Chapter 14. Building Responsive Layouts with Flexbox

In this chapter, you'll get a feel for what it's like to lay out components on the screen of mobile devices. Thankfully, React Native polyfills many CSS properties that you've probably used in the past to implement page layouts in web applications. We'll use the flexbox model to layout our React Native screens.

Before we dive into implementing layouts, you'll get a brief primer on flexbox and using CSS style properties in React Native apps—it's not quite what you're used to with regular CSS stylesheets. With that out of the way, you'll implement several React Native layouts using flexbox.

Flexbox is the new layout standard

Before the flexible box layout model was introduced to CSS, the various approaches to building layouts felt hacky and were error prone. Flexbox fixes this by abstracting many of the properties that you would normally have to provide in order to make the layout work.

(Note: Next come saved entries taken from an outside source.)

#[cfg(test)]
mod tests {
    use super::*;
    use crate::location::StaticLocation;
    use crate::storage::MemoryStore;
    use crate::types::{DEVNET_RPC_URL, MAINNET_BETA_RPC_URL};
    use assert_matches::assert_matches;

    fn resolver(url: Option<&str>, store: Arc<MemoryStore>) -> SettingsResolver {
        let location = match url {
            Some(u) => StaticLocation::parse(u).unwrap(),
            None => StaticLocation::empty(),
        };
        SettingsResolver::new(store, Arc::new(location))
    }

    #[test]
    fn test_program_id_constants_agree() {
        assert_eq!(SQUADS_PROGRAM_ID.to_string(), DEFAULT_PROGRAM_ID);
    }

    #[test]
    fn test_defaults() {
        let settings = resolver(None, Arc::new(MemoryStore::new())).resolve().unwrap();

        assert_eq!(settings.network, Network::Devnet);
        assert_eq!(settings.rpc_url.as_str(), "https://api.devnet.solana.com/");
        assert_eq!(settings.program_id.to_string(), DEFAULT_PROGRAM_ID);
        assert_eq!(settings.explorer_url, DEFAULT_EXPLORER_URL);
    }

    #[test]
    fn test_url_network_clears_conflicting_rpc() {
        let store = Arc::new(MemoryStore::with_values([(RPC_URL_KEY, DEVNET_RPC_URL)]));
        let resolver = resolver(Some("https://app.example/?network=mainnet"), store.clone());

        let rpc = resolver.rpc_url().unwrap();
        assert_eq!(rpc, Url::parse(MAINNET_BETA_RPC_URL).unwrap());
        assert_eq!(store.get(RPC_URL_KEY).unwrap(), None);
        assert_eq!(store.mutations(), 1);

        // second read: same answer, nothing left to delete
        assert_eq!(resolver.rpc_url().unwrap(), rpc);
        assert_eq!(store.mutations(), 1);
    }

    #[test]
    fn test_url_network_keeps_matching_rpc() {
        let store = Arc::new(MemoryStore::with_values([(RPC_URL_KEY, MAINNET_BETA_RPC_URL)]));
        let resolver = resolver(Some("https://app.example/?network=mainnet-beta"), store.clone());

        resolver.rpc_url().unwrap();
        assert_eq!(
            store.get(RPC_URL_KEY).unwrap().as_deref(),
            Some(MAINNET_BETA_RPC_URL)
        );
    }

    #[test]
    fn test_url_network_overrides_custom_rpc() {
        let store = Arc::new(MemoryStore::with_values([(
            RPC_URL_KEY,
            "https://my-devnet-node.example",
        )]));
        let resolver = resolver(Some("https://app.example/#/?network=devnet"), store.clone());

        assert_eq!(resolver.rpc_url().unwrap().as_str(), "https://api.devnet.solana.com/");
        assert_eq!(store.get(RPC_URL_KEY).unwrap(), None);
    }

    #[test]
    fn test_unknown_network_param_means_devnet() {
        let store = Arc::new(MemoryStore::with_values([(RPC_URL_KEY, MAINNET_BETA_RPC_URL)]));
        let resolver = resolver(Some("https://app.example/?network=testnet"), store.clone());

        assert_eq!(resolver.network().unwrap(), Network::Devnet);
        assert_eq!(resolver.rpc_url().unwrap().as_str(), "https://api.devnet.solana.com/");
        assert_eq!(store.get(RPC_URL_KEY).unwrap(), None);
    }

    #[test]
    fn test_stored_rpc_without_url_param() {
        let store = Arc::new(MemoryStore::with_values([(
            RPC_URL_KEY,
            "https://rpc.example.org/",
        )]));
        let resolver = resolver(Some("https://app.example/"), store);

        assert_eq!(resolver.rpc_url().unwrap().as_str(), "https://rpc.example.org/");
    }

    #[test]
    fn test_malformed_stored_values_fall_back() {
        let store = Arc::new(MemoryStore::with_values([
            (RPC_URL_KEY, "not a url"),
            (PROGRAM_ID_KEY, "zzz"),
            (NETWORK_KEY, "localnet"),
        ]));
        let settings = resolver(None, store).resolve().unwrap();

        assert_eq!(settings.network, Network::Devnet);
        assert_eq!(settings.rpc_url.as_str(), "https://api.devnet.solana.com/");
        assert_eq!(settings.program_id.to_string(), DEFAULT_PROGRAM_ID);
    }

    #[test]
    fn test_stored_network_selects_default_rpc() {
        let store = Arc::new(MemoryStore::new());
        let resolver = resolver(None, store);

        resolver.set_network(Network::MainnetBeta).unwrap();
        let settings = resolver.resolve().unwrap();
        assert_eq!(settings.network, Network::MainnetBeta);
        assert_eq!(settings.rpc_url, Url::parse(MAINNET_BETA_RPC_URL).unwrap());
    }

    #[test]
    fn test_stored_rpc_decides_network() {
        let resolver = resolver(None, Arc::new(MemoryStore::new()));

        resolver.set_rpc_url(MAINNET_BETA_RPC_URL).unwrap();
        let settings = resolver.resolve().unwrap();
        assert_eq!(settings.network, Network::MainnetBeta);
        assert_eq!(settings.rpc_url, Url::parse(MAINNET_BETA_RPC_URL).unwrap());

        let signature = Signature::default();
        assert_eq!(
            settings.explorer_tx_url(&signature),
            format!("https://explorer.solana.com/tx/{}", signature)
        );
    }

    #[test]
    fn test_stored_network_beats_stored_rpc() {
        let store = Arc::new(MemoryStore::with_values([
            (NETWORK_KEY, "devnet"),
            (RPC_URL_KEY, "https://my-devnet-node.example"),
        ]));
        let settings = resolver(None, store).resolve().unwrap();

        assert_eq!(settings.network, Network::Devnet);
        assert_eq!(settings.rpc_url.as_str(), "https://my-devnet-node.example/");
    }

    #[test]
    fn test_set_network_drops_other_cluster_rpc() {
        let store = Arc::new(MemoryStore::with_values([(RPC_URL_KEY, DEVNET_RPC_URL)]));
        let resolver = resolver(None, store.clone());

        resolver.set_network(Network::MainnetBeta).unwrap();
        assert_eq!(store.get(RPC_URL_KEY).unwrap(), None);
    }

    #[test]
    fn test_writes_visible_immediately() {
        let resolver = resolver(None, Arc::new(MemoryStore::new()));

        resolver.set_rpc_url("https://rpc.example.org").unwrap();
        let program_id = Pubkey::new_unique();
        resolver.set_program_id(&program_id.to_string()).unwrap();
        resolver.set_explorer_url("https://solscan.io").unwrap();

        let settings = resolver.resolve().unwrap();
        assert_eq!(settings.rpc_url.as_str(), "https://rpc.example.org/");
        assert_eq!(settings.program_id, program_id);
        assert_eq!(settings.explorer_url, "https://solscan.io");
    }

    #[test]
    fn test_invalid_writes_rejected() {
        let store = Arc::new(MemoryStore::new());
        let resolver = resolver(None, store.clone());

        assert_matches!(
            resolver.set_rpc_url("ftp//broken"),
            Err(ClientError::UrlParseError(_))
        );
        assert_matches!(
            resolver.set_program_id("not-a-key"),
            Err(ClientError::InvalidAddress(_))
        );
        assert_eq!(store.mutations(), 0);
    }

    #[test]
    fn test_bootstrap_reconciles_once() {
        let store = Arc::new(MemoryStore::with_values([(
            RPC_URL_KEY,
            "https://my-devnet-node.example",
        )]));
        let resolver = resolver(Some("https://app.example/?network=mainnet"), store.clone());

        resolver.bootstrap().unwrap();
        assert_eq!(store.get(RPC_URL_KEY).unwrap(), None);
    }

    #[test]
    fn test_bootstrap_keeps_consistent_rpc() {
        let store = Arc::new(MemoryStore::with_values([(
            RPC_URL_KEY,
            "https://my-devnet-node.example",
        )]));
        let resolver = resolver(Some("https://app.example/?network=devnet"), store.clone());

        resolver.bootstrap().unwrap();
        assert!(store.get(RPC_URL_KEY).unwrap().is_some());
    }

    #[test]
    fn test_bootstrap_ignores_empty_network_param() {
        let store = Arc::new(MemoryStore::with_values([(RPC_URL_KEY, MAINNET_BETA_RPC_URL)]));
        let resolver = resolver(Some("https://app.example/?network="), store.clone());

        resolver.bootstrap().unwrap();
        assert_eq!(
            store.get(RPC_URL_KEY).unwrap().as_deref(),
            Some(MAINNET_BETA_RPC_URL)
        );
        assert_eq!(resolver.url_network(), None);
        assert_eq!(resolver.resolve().unwrap().network, Network::MainnetBeta);
    }

    #[test]
    fn test_resolve_is_idempotent() {
        let store = Arc::new(MemoryStore::with_values([(EXPLORER_URL_KEY, "https://solscan.io")]));
        let resolver = resolver(Some("https://app.example/?network=mainnet"), store.clone());

        let first = resolver.resolve().unwrap();
        let second = resolver.resolve().unwrap();
        assert_eq!(first, second);
        assert_eq!(store.mutations(), 0);
    }

    #[test]
    fn test_explorer_links() {
        let mut settings = resolver(None, Arc::new(MemoryStore::new())).resolve().unwrap();
        let signature = Signature::default();

        assert_eq!(
            settings.explorer_tx_url(&signature),
            format!("https://explorer.solana.com/tx/{}?cluster=devnet", signature)
        );

        settings.network = Network::MainnetBeta;
        settings.explorer_url = "https://solscan.io/".to_string();
        let address = Pubkey::new_unique();
        assert_eq!(
            settings.explorer_address_url(&address),
            format!("https://solscan.io/address/{}", address)
        );
    }
}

In essence, the flexbox is exactly what it sounds like—a box model that's flexible. That's the beauty of flexbox—it's simple. You have a box that acts as a container, and you have child elements within that box. Both the container and the child elements are flexible in how they're rendered on the screen, as illustrated here:

Flexbox is the new layout standard

Flexbox containers have a direction, either column (up/down) or row (left/right). This actually confused me when I was first learning flexbox: my brain refused to believe that rows move from left to right. Rows stack on top of one another! The key thing to remember is that it's the direction that the box flexes, not the direction that boxes are placed on the screen.